HomeBudget & Tax NewsSan Francisco’s Ludicrous Reparations Plan Will Beget More Government Dependence (Commentary)

San Francisco’s Ludicrous Reparations Plan Will Beget More Government Dependence (Commentary)

The San Francisco African American Reparations Advisory Committee has completed its Reparations Plan, which seeks to redress the “institution of chattel slavery” and “combat the ongoing, explicit, anti-Black discrimination that Black citizens in San Francisco continue to experience” by issuing $5 million lump-sum payments to San Francisco residents over the age of 18-years-old who have “identified as ‘Black/African American’ on public documents for at least 10 years.”

The plan also includes provisions to “Supplement African-American income of lower income households to reflect the Area Median Income (AMI) annually for at least 250 years ($97,000 in 2022),” “Finance a comprehensive debt forgiveness program that clears all educational, personal, credit card, payday loans, etc.,” and “Convert public housing units into condominiums with a $1 buy-in for qualifying residents,” among a laundry list of other hand-outs.

Conveniently, the committee did not include an estimated total cost if the plan were to go into effect. To date, San Francisco has roughly 45,000 black residents. If only 10,000 San Franciscans were to be approved for the plan, it would cost the city at least $50 billion.

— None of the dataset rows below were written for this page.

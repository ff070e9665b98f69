//! Power Max Tracker - Demo CLI
//!
//! Walks through the aggregation semantics with simulated timestamps:
//! gated sampling, hour finalization into the top-N list, a monthly
//! reset, and a manual recompute from recorded history.

use chrono::{DateTime, TimeDelta, TimeZone, Utc};

use power_max_tracker_lib::aggregator::Aggregator;
use power_max_tracker_lib::core::{GateState, SourceConfig};
use power_max_tracker_lib::db::{HourlyStatistics, SqliteStore, StateStore};

fn main() {
    // Initialize logging
    env_logger::Builder::from_env(env_logger::Env::default().default_filter_or("info")).init();

    println!("==============================================");
    println!("   Power Max Tracker - Demo CLI");
    println!("==============================================\n");

    // Simulated day: last day of March, rolling into April
    let start = Utc.with_ymd_and_hms(2024, 3, 31, 18, 0, 0).unwrap();

    // 1. Configure a gated source keeping the top 3 hourly averages
    println!("[1/4] Configuring source...");
    let config = SourceConfig::new("heatpump", "/run/sensors/heatpump_w")
        .with_num_max_values(3)
        .with_gate("/run/sensors/heatpump_enable");
    println!("      Source: {} (top {}, monthly reset on)\n", config.name, config.num_max_values);

    let mut agg = Aggregator::new(config.clone(), start);

    // 2. Feed six simulated hours of samples
    println!("[2/4] Simulating six hours of samples...\n");
    println!("----------------------------------------------");
    println!("  Hour          |  Avg (kW) |  Top-3 (kW)");
    println!("----------------------------------------------");

    // (watts, gate) profile per hour; the 20:00 hour is gated off
    let hours: [(f64, GateState); 6] = [
        (1200.0, GateState::On),
        (3100.0, GateState::On),
        (800.0, GateState::Off),
        (2000.0, GateState::On),
        (500.0, GateState::On),
        (2600.0, GateState::On),
    ];

    let store = SqliteStore::open_in_memory().expect("in-memory store");

    for (i, (watts, gate)) in hours.iter().enumerate() {
        let hour: DateTime<Utc> = start + TimeDelta::hours(i as i64);

        // Samples every 10 minutes within the hour
        for minute in (0..60).step_by(10) {
            let ts = hour + TimeDelta::minutes(minute);
            agg.on_sample(Some(*watts), Some(*gate), ts);
        }

        // Boundary tick 30 seconds past the next hour
        let tick = hour + TimeDelta::hours(1) + TimeDelta::seconds(30);
        if let Some((closed, avg_kw)) = agg.on_hour_boundary(tick) {
            let _ = store.record_hourly_average(&config.name, closed, avg_kw * 1000.0);
            let tops: Vec<String> = agg
                .max_values()
                .iter()
                .map(|e| format!("{:.2}", e.value_kw))
                .collect();
            println!(
                "  {} | {:>8.3}  |  [{}]",
                closed.format("%m-%d %H:%M"),
                avg_kw,
                tops.join(", ")
            );
        }
    }

    println!("----------------------------------------------\n");

    // The 00:00 tick of April 1st crossed a month boundary
    println!("[3/4] Month rollover...");
    match agg.previous_month_average() {
        Some(avg) => println!("      Previous month average: {:.3} kW", avg),
        None => println!("      No month boundary crossed yet"),
    }
    println!("      Max list after reset: {} entries\n", agg.max_values().len());

    // 4. Manual recompute from the recorded history
    println!("[4/4] Manual recompute from recorded history...");
    let range_start = start;
    let range_end = start + TimeDelta::hours(6);
    match agg.recompute(range_start, range_end, &store) {
        Ok(changed) => println!("      Recompute changed {} slot(s)", changed),
        Err(e) => println!("      Recompute failed: {}", e),
    }

    println!("\n=== Final State ===\n");
    for (i, entry) in agg.max_values().iter().enumerate() {
        println!(
            "  Max #{}: {:>6.3} kW  (recorded {})",
            i + 1,
            entry.value_kw,
            entry.last_update.format("%Y-%m-%d %H:%M")
        );
    }
    if let Some(avg) = agg.average_of_max() {
        println!("  Average of max: {:.3} kW", avg);
    }
    println!("  Mirrored source: {:.0} W", agg.mirrored_watts());

    // Round-trip the state through the store, as the service does
    store
        .save_state(&config.name, &config.power_path, agg.state())
        .expect("persist state");
    let restored = store
        .load_state(&config.name)
        .expect("load state")
        .is_some();
    println!("  State persisted and reloadable: {}", restored);

    // Show the DataUnavailable contract on a hole in history
    let missing = store.hourly_average(
        &config.name,
        start - TimeDelta::hours(24),
        start - TimeDelta::hours(23),
    );
    println!("  Query for an unrecorded hour: {}", missing.unwrap_err());

    println!("\n==============================================\n");
}
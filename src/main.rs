//! Power Max Tracker - Main entry point
//!
//! Headless service that samples configured power sources, maintains
//! per-source rolling maxima of hourly averages, and persists state
//! and hourly history to SQLite.

mod aggregator;
mod core;
mod db;
mod runner;
mod source;

use crate::aggregator::TrackerRegistry;
use crate::core::Config;
use crate::db::SqliteStore;
use crate::runner::SourceDriver;
use anyhow::Context;
use chrono::Utc;
use std::sync::Arc;
use tokio::sync::Mutex;

#[tokio::main(flavor = "current_thread")]
async fn main() -> anyhow::Result<()> {
    // Initialize logging
    env_logger::Builder::from_env(env_logger::Env::default().default_filter_or("info")).init();

    log::info!("Starting Power Max Tracker v{}", env!("CARGO_PKG_VERSION"));

    // Load or create configuration
    let config = Config::load().context("failed to load configuration")?;
    if config.sources.is_empty() {
        log::warn!(
            "No sources configured; add [[sources]] entries to {}",
            Config::config_path()?.display()
        );
    }

    // Initialize the store
    let store = SqliteStore::new().context("failed to initialize database")?;

    // Register sources, restoring persisted state where available
    let now = Utc::now();
    let mut registry = TrackerRegistry::new();
    let mut drivers = Vec::new();
    for source in &config.sources {
        registry
            .register_restored(source.clone(), &store, now)
            .with_context(|| format!("failed to register source {}", source.name))?;
        drivers.push(SourceDriver::from_config(source));
        log::info!(
            "Tracking {} (top {}, monthly reset {})",
            source.name,
            source.num_max_values,
            source.monthly_reset
        );
    }

    runner::run(
        Arc::new(Mutex::new(registry)),
        Arc::new(Mutex::new(store)),
        drivers,
        config.service,
    )
    .await;

    Ok(())
}
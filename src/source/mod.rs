//! Sensor probe module
//!
//! Collaborator contracts for reading the live source value and the
//! optional gate signal, plus file-backed implementations that parse
//! sysfs-style text files. An unreadable or unparseable file reads as
//! "unavailable", which the aggregation core degrades to 0 W.

use crate::core::{GateState, Result};
use std::fs;
use std::path::PathBuf;

/// Current instantaneous reading; `Ok(None)` means unavailable
pub trait PowerProbe {
    fn read_watts(&self) -> Result<Option<f64>>;

    /// Name of this probe, for logging
    fn name(&self) -> &str;
}

/// Current gate signal state
pub trait GateProbe {
    fn read_gate(&self) -> GateState;
}

/// Reads the instantaneous power (W) from a plain text file
pub struct FilePowerProbe {
    path: PathBuf,
    name: String,
}

impl FilePowerProbe {
    pub fn new(name: &str, path: &str) -> Self {
        Self {
            path: PathBuf::from(path),
            name: name.to_string(),
        }
    }
}

impl PowerProbe for FilePowerProbe {
    fn read_watts(&self) -> Result<Option<f64>> {
        match fs::read_to_string(&self.path) {
            Ok(content) => Ok(content.trim().parse::<f64>().ok()),
            Err(e) => {
                log::debug!("{}: power file unreadable: {}", self.name, e);
                Ok(None)
            }
        }
    }

    fn name(&self) -> &str {
        &self.name
    }
}

/// Reads the gate signal from a plain text file.
///
/// "on"/"true"/"1" opens the gate, "off"/"false"/"0" closes it;
/// anything else (including a missing file) is unavailable.
pub struct FileGateProbe {
    path: PathBuf,
}

impl FileGateProbe {
    pub fn new(path: &str) -> Self {
        Self {
            path: PathBuf::from(path),
        }
    }
}

impl GateProbe for FileGateProbe {
    fn read_gate(&self) -> GateState {
        match fs::read_to_string(&self.path) {
            Ok(content) => match content.trim().to_ascii_lowercase().as_str() {
                "on" | "true" | "1" => GateState::On,
                "off" | "false" | "0" => GateState::Off,
                other => {
                    log::debug!("Unrecognized gate value {:?}", other);
                    GateState::Unavailable
                }
            },
            Err(_) => GateState::Unavailable,
        }
    }
}

/// Fixed-value probe for tests and demos
pub struct FixedProbe {
    watts: Option<f64>,
}

impl FixedProbe {
    pub fn new(watts: f64) -> Self {
        Self { watts: Some(watts) }
    }

    pub fn unavailable() -> Self {
        Self { watts: None }
    }
}

impl PowerProbe for FixedProbe {
    fn read_watts(&self) -> Result<Option<f64>> {
        Ok(self.watts)
    }

    fn name(&self) -> &str {
        "fixed"
    }
}

#[cfg(test)]
mod tests {
    use super::*;
    use std::io::Write;

    fn temp_file(content: &str) -> PathBuf {
        let mut path = std::env::temp_dir();
        path.push(format!(
            "pmt-probe-{}-{}",
            std::process::id(),
            content.len()
        ));
        let mut f = fs::File::create(&path).unwrap();
        write!(f, "{}", content).unwrap();
        path
    }

    #[test]
    fn test_file_power_probe_parses_watts() {
        let path = temp_file("1234.5\n");
        let probe = FilePowerProbe::new("t", path.to_str().unwrap());
        assert_eq!(probe.read_watts().unwrap(), Some(1234.5));
        let _ = fs::remove_file(path);
    }

    #[test]
    fn test_file_power_probe_garbage_is_unavailable() {
        let path = temp_file("not-a-number");
        let probe = FilePowerProbe::new("t", path.to_str().unwrap());
        assert_eq!(probe.read_watts().unwrap(), None);
        let _ = fs::remove_file(path);
    }

    #[test]
    fn test_missing_file_is_unavailable() {
        let probe = FilePowerProbe::new("t", "/nonexistent/pmt-power");
        assert_eq!(probe.read_watts().unwrap(), None);

        let gate = FileGateProbe::new("/nonexistent/pmt-gate");
        assert_eq!(gate.read_gate(), GateState::Unavailable);
    }

    #[test]
    fn test_gate_probe_values() {
        for (content, expected) in [
            ("on\n", GateState::On),
            ("1", GateState::On),
            ("OFF", GateState::Off),
            ("0\n", GateState::Off),
            ("maybe", GateState::Unavailable),
        ] {
            let path = temp_file(content);
            let probe = FileGateProbe::new(path.to_str().unwrap());
            assert_eq!(probe.read_gate(), expected, "content {:?}", content);
            let _ = fs::remove_file(path);
        }
    }
}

Of course, that is $50 billion that San Francisco cannot currently afford considering the city is facing a $728 million budget shortfall over the next two years.

The very idea that San Francisco should shell out at least $50 billion in compensation for the sins of chattel slavery even though California was a free state and fought on the side of the Union Army during the Civil War is absolutely absurd on its face.

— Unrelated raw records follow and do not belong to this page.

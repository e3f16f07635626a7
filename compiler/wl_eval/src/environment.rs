//! Variable storage for one interpreter.
//!
//! A single flat scope: the language has no declarations and no nested
//! scopes, and blocks write straight through to the enclosing variables.

use std::collections::BTreeMap;

use rustc_hash::FxHashMap;
use wl_ir::{Name, StringInterner};

/// Mapping from variable name to its current value.
///
/// Reading a variable that was never assigned yields `0`.
#[derive(Clone, Debug, Default, PartialEq, Eq)]
pub struct Environment {
    values: FxHashMap<Name, i64>,
}

impl Environment {
    pub fn new() -> Self {
        Self::default()
    }

    /// Current value of `name`, or `0` if it was never assigned.
    #[inline]
    pub fn lookup_or_zero(&self, name: Name) -> i64 {
        self.values.get(&name).copied().unwrap_or(0)
    }

    /// Current value of `name`, if it was ever assigned.
    #[inline]
    pub fn get(&self, name: Name) -> Option<i64> {
        self.values.get(&name).copied()
    }

    /// Bind `name` to `value`, replacing any previous value.
    #[inline]
    pub fn set(&mut self, name: Name, value: i64) {
        self.values.insert(name, value);
    }

    /// Number of assigned variables.
    pub fn len(&self) -> usize {
        self.values.len()
    }

    pub fn is_empty(&self) -> bool {
        self.values.is_empty()
    }

    /// Iterate over `(name, value)` pairs in no particular order.
    pub fn iter(&self) -> impl Iterator<Item = (Name, i64)> + '_ {
        self.values.iter().map(|(&name, &value)| (name, value))
    }

    /// Every variable, resolved to its text and sorted by name.
    pub fn snapshot(&self, interner: &StringInterner) -> BTreeMap<String, i64> {
        self.iter()
            .map(|(name, value)| (interner.lookup(name), value))
            .collect()
    }
}

#[cfg(test)]
mod tests {
    use super::*;
    use pretty_assertions::assert_eq;

    #[test]
    fn test_undefined_reads_zero() {
        let interner = StringInterner::new();
        let env = Environment::new();
        let x = interner.intern("x");
        assert_eq!(env.lookup_or_zero(x), 0);
        assert_eq!(env.get(x), None);
        assert!(env.is_empty());
    }

    #[test]
    fn test_set_overwrites() {
        let interner = StringInterner::new();
        let mut env = Environment::new();
        let x = interner.intern("x");
        env.set(x, 3);
        env.set(x, -4);
        assert_eq!(env.lookup_or_zero(x), -4);
        assert_eq!(env.len(), 1);
    }

    #[test]
    fn test_snapshot_is_sorted() {
        let interner = StringInterner::new();
        let mut env = Environment::new();
        env.set(interner.intern("zeta"), 1);
        env.set(interner.intern("alpha"), 2);
        env.set(interner.intern("mid"), 3);

        let snapshot = env.snapshot(&interner);
        let names: Vec<_> = snapshot.keys().cloned().collect();
        assert_eq!(names, vec!["alpha", "mid", "zeta"]);
        assert_eq!(snapshot["alpha"], 2);
    }
}
//! Lexer error types.

use thiserror::Error;
use wl_diagnostic::{Diagnostic, ErrorCode};
use wl_ir::Span;

/// A lexeme that could not be classified.
#[derive(Clone, Debug, Eq, PartialEq, Hash, Error)]
#[error("{kind}: `{lexeme}`")]
pub struct LexError {
    /// Where the lexeme sits in the source.
    pub span: Span,
    /// The offending text.
    pub lexeme: String,
    pub kind: LexErrorKind,
}

/// What was wrong with the lexeme.
#[derive(Copy, Clone, Debug, Eq, PartialEq, Hash, Error)]
pub enum LexErrorKind {
    /// Starts with a digit but has non-digit characters (`12ab`).
    #[error("invalid number literal")]
    InvalidNumber,
    /// All digits, but larger than `i64::MAX`.
    #[error("integer literal out of range")]
    IntOverflow,
    /// Starts with an operator symbol but is not an operator (`(x`, `-5`).
    #[error("unknown operator")]
    UnknownOperator,
    /// Starts with a letter but has other symbols in it (`x+1`).
    #[error("invalid identifier")]
    InvalidIdentifier,
    /// Cannot start any token (`@`, `=`, stray `\`).
    #[error("invalid character")]
    InvalidCharacter,
    /// Source longer than `u32::MAX` bytes.
    #[error("source text too large")]
    SourceTooLarge,
}

impl LexError {
    #[cold]
    pub(crate) fn new(kind: LexErrorKind, lexeme: &str, span: Span) -> Self {
        LexError {
            span,
            lexeme: lexeme.to_string(),
            kind,
        }
    }

    /// Error code for this failure.
    pub fn code(&self) -> ErrorCode {
        match self.kind {
            LexErrorKind::InvalidNumber => ErrorCode::E0001,
            LexErrorKind::IntOverflow => ErrorCode::E0002,
            LexErrorKind::UnknownOperator => ErrorCode::E0003,
            LexErrorKind::InvalidCharacter => ErrorCode::E0004,
            LexErrorKind::SourceTooLarge => ErrorCode::E0005,
            LexErrorKind::InvalidIdentifier => ErrorCode::E0006,
        }
    }

    /// Convert to a renderable diagnostic.
    pub fn to_diagnostic(&self) -> Diagnostic {
        let diag = Diagnostic::error(self.code())
            .with_message(self.to_string())
            .with_label(self.span, "cannot be tokenized");

        match self.kind {
            LexErrorKind::InvalidNumber => {
                diag.with_note("number literals are runs of decimal digits")
            }
            LexErrorKind::IntOverflow => {
                diag.with_note(format!("the largest integer literal is {}", i64::MAX))
            }
            LexErrorKind::UnknownOperator => {
                diag.with_note("operators and parentheses must be separated by whitespace")
            }
            LexErrorKind::InvalidIdentifier => {
                diag.with_note("variable names contain only letters, digits, and `_`")
            }
            LexErrorKind::InvalidCharacter | LexErrorKind::SourceTooLarge => diag,
        }
    }
}
use std::fmt;

use wl_ir::Span;

use crate::ErrorCode;

/// A labeled span with a message.
#[derive(Clone, Eq, PartialEq, Hash, Debug)]
pub struct Label {
    pub span: Span,
    pub message: String,
    pub is_primary: bool,
}

impl Label {
    /// Create a primary label (the main error location).
    pub fn primary(span: Span, message: impl Into<String>) -> Self {
        Label {
            span,
            message: message.into(),
            is_primary: true,
        }
    }

    /// Create a secondary label (related context).
    pub fn secondary(span: Span, message: impl Into<String>) -> Self {
        Label {
            span,
            message: message.into(),
            is_primary: false,
        }
    }
}

/// An error with everything needed to render it as `error[CODE]: message`.
#[derive(Clone, Eq, PartialEq, Hash, Debug)]
#[must_use = "diagnostics should be reported or returned, not silently dropped"]
pub struct Diagnostic {
    /// Error code for searchability.
    pub code: ErrorCode,
    /// Main error message.
    pub message: String,
    /// Labeled spans showing where the error occurred.
    pub labels: Vec<Label>,
    /// Additional notes providing context.
    pub notes: Vec<String>,
}

impl Diagnostic {
    /// Create a new error diagnostic.
    pub fn error(code: ErrorCode) -> Self {
        Diagnostic {
            code,
            message: String::new(),
            labels: Vec::new(),
            notes: Vec::new(),
        }
    }

    /// Set the main message.
    pub fn with_message(mut self, message: impl Into<String>) -> Self {
        self.message = message.into();
        self
    }

    /// Add a primary label at the error location.
    pub fn with_label(mut self, span: Span, message: impl Into<String>) -> Self {
        self.labels.push(Label::primary(span, message));
        self
    }

    /// Add a secondary label for context.
    pub fn with_secondary_label(mut self, span: Span, message: impl Into<String>) -> Self {
        self.labels.push(Label::secondary(span, message));
        self
    }

    /// Add a note providing additional context.
    pub fn with_note(mut self, note: impl Into<String>) -> Self {
        self.notes.push(note.into());
        self
    }
}

impl fmt::Display for Diagnostic {
    fn fmt(&self, f: &mut fmt::Formatter<'_>) -> fmt::Result {
        write!(f, "error[{}]: {}", self.code, self.message)
    }
}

However, as the report notes, the argument for reparations is not limited to slavery alone anymore. Per the report, “the purpose of reparations” should address the “atrocities committed by this country during the era of chattel slavery,” and the “role of government in creating and perpetuating poverty by codifying racist practices in housing policy, particularly during the postwar era of urban history in the 1950s through 1970s known as urban renewal.”

So, cities throughout the United States, in places where slavery did not exist, are now on the hook for slavery reparations even though slavery has been outlawed for more than 150 years and they must pay through the nose for dubious policies put into place nearly seven decades ago.

Isn’t it unfair to make today’s generation pay for the sins of past generations? Perhaps that is the point.

Aside from the affordability and moral issues associated with this half-baked plan, it also should be clear that this will likely do little to improve the plight of San Francisco’s 45,000 black residents.

In case you’ve been living under a rock for the past few years, San Francisco, which not that long ago was a pristine and prosperous city, has turned into a crime-ridden hellscape in recent years.

The public school system is failing to educate the city’s black students. The city’s police force is unable to protect the city’s black residents. And the city’s uber-generous welfare programs and social safety net has made poverty among black families worse, not better.

Suffice to say, despite its very progressive municipal government that has a long track record of championing leftwing redistributionist policies, San Francisco’s black residents are still wallowing in poverty.

Perhaps this is because giving people welfare payments, whether in the form of food stamps, a universal basic income, housing vouchers, or stimulus checks, does not address the root causes of poverty.

While it may sound crass, it is actually better to put policies in place that breed self-reliance, not government dependence.

Since the advent of President Lyndon Johnson’s War on Poverty, the federal government alone has spent close to $25 trillion on countless redistributionist programs, however, over that same period the rate of poverty remains unchanged.

The 15-member team of “experts” who authored the San Francisco Reparations Plan are most likely well aware that giving poor people other people’s money does not solve the underlying reasons that poverty is so prevalent among San Francisco’s black population. Yet they are more than happy to push these unproductive plans time and time again. It makes me wonder, are these “experts” hopelessly out of touch or could they have more sinister motives at hand, such as perpetuating the cycle of poverty with ever more government hand-outs, therefore increasing government dependency and their own power at the same time?